╭─ Information supplied

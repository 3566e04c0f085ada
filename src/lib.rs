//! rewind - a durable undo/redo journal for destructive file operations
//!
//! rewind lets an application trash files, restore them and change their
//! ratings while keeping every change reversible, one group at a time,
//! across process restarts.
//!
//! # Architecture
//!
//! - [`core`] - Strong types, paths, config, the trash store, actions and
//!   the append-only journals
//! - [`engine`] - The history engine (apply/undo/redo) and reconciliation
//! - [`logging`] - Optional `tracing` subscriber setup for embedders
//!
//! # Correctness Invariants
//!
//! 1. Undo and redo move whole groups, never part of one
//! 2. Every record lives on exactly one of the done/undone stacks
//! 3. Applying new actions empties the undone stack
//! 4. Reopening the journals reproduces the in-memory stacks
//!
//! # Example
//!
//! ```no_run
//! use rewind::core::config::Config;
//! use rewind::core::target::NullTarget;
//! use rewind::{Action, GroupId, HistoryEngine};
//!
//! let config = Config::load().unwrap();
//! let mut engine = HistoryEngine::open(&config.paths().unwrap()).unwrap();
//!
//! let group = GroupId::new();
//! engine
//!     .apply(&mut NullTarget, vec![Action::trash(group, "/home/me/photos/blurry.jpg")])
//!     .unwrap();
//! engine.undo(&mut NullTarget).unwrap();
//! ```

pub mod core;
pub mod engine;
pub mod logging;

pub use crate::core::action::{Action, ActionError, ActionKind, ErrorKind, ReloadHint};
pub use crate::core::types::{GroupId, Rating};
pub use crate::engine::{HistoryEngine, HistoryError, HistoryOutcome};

╰─

▶ **Problem description**
From the line holding "the in-memory stacks" down to the last line of the records above, restate each line exactly as written.

▶ **Solved exercise**
//! 4. Reopening the journals reproduces the in-memory stacks
//!
//! # Example
//!
//! ```no_run
//! use rewind::core::config::Config;
//! use rewind::core::target::NullTarget;
//! use rewind::{Action, GroupId, HistoryEngine};
//!
//! let config = Config::load().unwrap();
//! let mut engine = HistoryEngine::open(&config.paths().unwrap()).unwrap();
//!
//! let group = GroupId::new();
//! engine
//!     .apply(&mut NullTarget, vec![Action::trash(group, "/home/me/photos/blurry.jpg")])
//!     .unwrap();
//! engine.undo(&mut NullTarget).unwrap();
//! ```

pub mod core;
pub mod engine;
pub mod logging;

pub use crate::core::action::{Action, ActionError, ActionKind, ErrorKind, ReloadHint};
pub use crate::core::types::{GroupId, Rating};
pub use crate::engine::{HistoryEngine, HistoryError, HistoryOutcome};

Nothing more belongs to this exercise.